#### Records provided
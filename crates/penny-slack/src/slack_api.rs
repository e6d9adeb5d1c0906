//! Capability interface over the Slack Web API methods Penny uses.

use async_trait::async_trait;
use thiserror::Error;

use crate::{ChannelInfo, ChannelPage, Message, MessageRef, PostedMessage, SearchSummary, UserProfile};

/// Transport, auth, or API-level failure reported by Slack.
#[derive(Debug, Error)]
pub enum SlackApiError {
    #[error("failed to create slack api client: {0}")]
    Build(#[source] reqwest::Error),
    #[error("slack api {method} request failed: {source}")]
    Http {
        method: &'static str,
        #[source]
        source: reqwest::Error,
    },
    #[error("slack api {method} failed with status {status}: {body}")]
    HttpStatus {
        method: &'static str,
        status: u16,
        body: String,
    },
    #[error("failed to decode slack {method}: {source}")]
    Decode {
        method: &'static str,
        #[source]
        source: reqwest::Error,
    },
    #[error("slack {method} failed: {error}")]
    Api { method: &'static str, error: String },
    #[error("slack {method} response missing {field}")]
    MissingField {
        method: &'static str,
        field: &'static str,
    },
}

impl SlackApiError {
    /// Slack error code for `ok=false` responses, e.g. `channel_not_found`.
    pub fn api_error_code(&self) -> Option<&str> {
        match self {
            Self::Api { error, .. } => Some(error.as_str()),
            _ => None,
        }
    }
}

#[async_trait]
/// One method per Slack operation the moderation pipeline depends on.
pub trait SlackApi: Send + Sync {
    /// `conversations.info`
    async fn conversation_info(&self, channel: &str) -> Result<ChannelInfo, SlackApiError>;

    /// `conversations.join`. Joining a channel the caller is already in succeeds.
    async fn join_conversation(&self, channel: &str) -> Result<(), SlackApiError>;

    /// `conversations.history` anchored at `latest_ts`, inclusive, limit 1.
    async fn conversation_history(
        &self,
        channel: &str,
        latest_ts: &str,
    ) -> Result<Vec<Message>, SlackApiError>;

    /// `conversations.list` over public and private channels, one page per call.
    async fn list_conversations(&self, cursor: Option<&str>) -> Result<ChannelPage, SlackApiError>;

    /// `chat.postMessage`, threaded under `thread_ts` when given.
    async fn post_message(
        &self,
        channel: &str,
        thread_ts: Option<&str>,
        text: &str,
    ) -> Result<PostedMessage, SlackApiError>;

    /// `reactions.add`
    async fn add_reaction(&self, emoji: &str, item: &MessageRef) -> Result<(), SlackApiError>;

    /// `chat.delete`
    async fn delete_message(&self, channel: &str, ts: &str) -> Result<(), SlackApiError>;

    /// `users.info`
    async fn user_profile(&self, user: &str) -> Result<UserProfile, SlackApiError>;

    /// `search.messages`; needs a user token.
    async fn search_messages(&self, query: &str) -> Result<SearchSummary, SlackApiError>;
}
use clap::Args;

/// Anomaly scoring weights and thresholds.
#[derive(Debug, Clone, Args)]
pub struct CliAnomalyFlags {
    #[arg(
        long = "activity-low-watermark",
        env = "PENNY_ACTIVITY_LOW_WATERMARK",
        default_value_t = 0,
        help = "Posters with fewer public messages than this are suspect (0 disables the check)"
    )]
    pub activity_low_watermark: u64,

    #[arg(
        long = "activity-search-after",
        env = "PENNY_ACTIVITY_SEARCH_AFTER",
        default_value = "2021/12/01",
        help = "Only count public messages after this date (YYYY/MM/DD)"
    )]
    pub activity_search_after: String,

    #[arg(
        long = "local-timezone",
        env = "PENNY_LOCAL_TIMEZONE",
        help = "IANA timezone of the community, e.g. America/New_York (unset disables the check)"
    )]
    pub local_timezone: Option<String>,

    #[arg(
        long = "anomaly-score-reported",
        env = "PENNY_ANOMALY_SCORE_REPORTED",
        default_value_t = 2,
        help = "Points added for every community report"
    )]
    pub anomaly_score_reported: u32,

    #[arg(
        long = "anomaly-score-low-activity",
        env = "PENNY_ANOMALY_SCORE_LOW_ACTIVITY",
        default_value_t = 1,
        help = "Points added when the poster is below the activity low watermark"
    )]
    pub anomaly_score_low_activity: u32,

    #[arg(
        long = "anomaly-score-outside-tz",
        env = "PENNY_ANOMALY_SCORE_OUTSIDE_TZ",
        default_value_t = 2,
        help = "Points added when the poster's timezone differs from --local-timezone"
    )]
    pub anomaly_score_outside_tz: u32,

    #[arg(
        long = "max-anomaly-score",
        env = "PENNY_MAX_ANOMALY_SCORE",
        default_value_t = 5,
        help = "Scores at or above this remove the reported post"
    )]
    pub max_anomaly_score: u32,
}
==
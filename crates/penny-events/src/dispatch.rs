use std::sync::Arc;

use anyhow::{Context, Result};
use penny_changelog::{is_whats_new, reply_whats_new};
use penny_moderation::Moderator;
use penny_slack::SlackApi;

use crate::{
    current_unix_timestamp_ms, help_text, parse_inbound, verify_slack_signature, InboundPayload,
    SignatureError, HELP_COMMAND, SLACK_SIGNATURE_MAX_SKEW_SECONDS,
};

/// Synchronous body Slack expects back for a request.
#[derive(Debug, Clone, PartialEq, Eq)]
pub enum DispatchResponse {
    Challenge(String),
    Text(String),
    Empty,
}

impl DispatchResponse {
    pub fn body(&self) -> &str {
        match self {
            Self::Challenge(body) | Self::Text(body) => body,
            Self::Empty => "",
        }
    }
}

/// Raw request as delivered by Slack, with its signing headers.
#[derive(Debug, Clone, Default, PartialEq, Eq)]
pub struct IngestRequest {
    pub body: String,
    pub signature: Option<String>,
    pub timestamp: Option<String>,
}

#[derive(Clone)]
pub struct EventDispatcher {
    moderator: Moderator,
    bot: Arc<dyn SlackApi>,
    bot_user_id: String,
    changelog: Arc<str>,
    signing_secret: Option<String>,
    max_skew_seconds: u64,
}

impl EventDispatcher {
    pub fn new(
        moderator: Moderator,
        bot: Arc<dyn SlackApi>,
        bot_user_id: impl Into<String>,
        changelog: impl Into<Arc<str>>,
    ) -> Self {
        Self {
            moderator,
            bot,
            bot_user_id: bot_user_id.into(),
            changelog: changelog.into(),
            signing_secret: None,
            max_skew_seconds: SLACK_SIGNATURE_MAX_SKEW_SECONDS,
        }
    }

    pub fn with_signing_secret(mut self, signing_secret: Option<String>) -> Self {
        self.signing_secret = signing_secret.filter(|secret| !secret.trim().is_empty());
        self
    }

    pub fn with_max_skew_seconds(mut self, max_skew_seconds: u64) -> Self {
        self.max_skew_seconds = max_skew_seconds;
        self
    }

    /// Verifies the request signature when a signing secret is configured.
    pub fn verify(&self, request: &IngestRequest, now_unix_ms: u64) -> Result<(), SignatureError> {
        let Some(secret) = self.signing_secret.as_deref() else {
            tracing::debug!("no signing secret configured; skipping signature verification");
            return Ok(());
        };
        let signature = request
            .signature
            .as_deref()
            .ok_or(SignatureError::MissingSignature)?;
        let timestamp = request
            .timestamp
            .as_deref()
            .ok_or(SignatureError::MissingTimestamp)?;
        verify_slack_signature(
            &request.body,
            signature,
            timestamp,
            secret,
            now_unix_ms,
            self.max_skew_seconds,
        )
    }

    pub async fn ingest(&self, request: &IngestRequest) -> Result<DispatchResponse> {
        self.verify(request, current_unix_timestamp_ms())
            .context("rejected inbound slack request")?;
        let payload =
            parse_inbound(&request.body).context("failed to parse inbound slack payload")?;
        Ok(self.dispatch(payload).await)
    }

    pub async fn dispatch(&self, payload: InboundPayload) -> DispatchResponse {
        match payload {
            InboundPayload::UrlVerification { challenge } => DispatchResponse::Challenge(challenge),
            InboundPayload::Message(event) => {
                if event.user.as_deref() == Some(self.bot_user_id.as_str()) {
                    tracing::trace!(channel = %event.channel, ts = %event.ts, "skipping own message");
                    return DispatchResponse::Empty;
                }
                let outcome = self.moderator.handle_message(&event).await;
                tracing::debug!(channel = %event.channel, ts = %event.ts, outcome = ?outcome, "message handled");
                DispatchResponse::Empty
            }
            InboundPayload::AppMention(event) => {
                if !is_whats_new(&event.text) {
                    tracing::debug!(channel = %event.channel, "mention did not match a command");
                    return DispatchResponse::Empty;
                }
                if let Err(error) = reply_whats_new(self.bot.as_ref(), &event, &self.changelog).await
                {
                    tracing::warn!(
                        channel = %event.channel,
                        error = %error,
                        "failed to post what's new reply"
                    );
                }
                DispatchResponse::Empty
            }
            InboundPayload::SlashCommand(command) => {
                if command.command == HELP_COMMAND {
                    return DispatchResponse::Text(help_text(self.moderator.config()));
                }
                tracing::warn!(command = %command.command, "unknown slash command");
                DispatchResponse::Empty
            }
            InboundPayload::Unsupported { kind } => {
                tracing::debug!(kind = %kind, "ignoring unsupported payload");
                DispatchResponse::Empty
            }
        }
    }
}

#### What the task requires
Both end lines included, restate word for word the lines above from the line with "filename crates/penny-slack/src/slack_api.rs" to the line with "already in succeeds.", and nothing else.

#### Output below
filename crates/penny-slack/src/slack_api.rs
repository e6d9adeb5d1c0906
//! Capability interface over the Slack Web API methods Penny uses.

use async_trait::async_trait;
use thiserror::Error;

use crate::{ChannelInfo, ChannelPage, Message, MessageRef, PostedMessage, SearchSummary, UserProfile};

/// Transport, auth, or API-level failure reported by Slack.
#[derive(Debug, Error)]
pub enum SlackApiError {
    #[error("failed to create slack api client: {0}")]
    Build(#[source] reqwest::Error),
    #[error("slack api {method} request failed: {source}")]
    Http {
        method: &'static str,
        #[source]
        source: reqwest::Error,
    },
    #[error("slack api {method} failed with status {status}: {body}")]
    HttpStatus {
        method: &'static str,
        status: u16,
        body: String,
    },
    #[error("failed to decode slack {method}: {source}")]
    Decode {
        method: &'static str,
        #[source]
        source: reqwest::Error,
    },
    #[error("slack {method} failed: {error}")]
    Api { method: &'static str, error: String },
    #[error("slack {method} response missing {field}")]
    MissingField {
        method: &'static str,
        field: &'static str,
    },
}

impl SlackApiError {
    /// Slack error code for `ok=false` responses, e.g. `channel_not_found`.
    pub fn api_error_code(&self) -> Option<&str> {
        match self {
            Self::Api { error, .. } => Some(error.as_str()),
            _ => None,
        }
    }
}

#[async_trait]
/// One method per Slack operation the moderation pipeline depends on.
pub trait SlackApi: Send + Sync {
    /// `conversations.info`
    async fn conversation_info(&self, channel: &str) -> Result<ChannelInfo, SlackApiError>;

    /// `conversations.join`. Joining a channel the caller is already in succeeds.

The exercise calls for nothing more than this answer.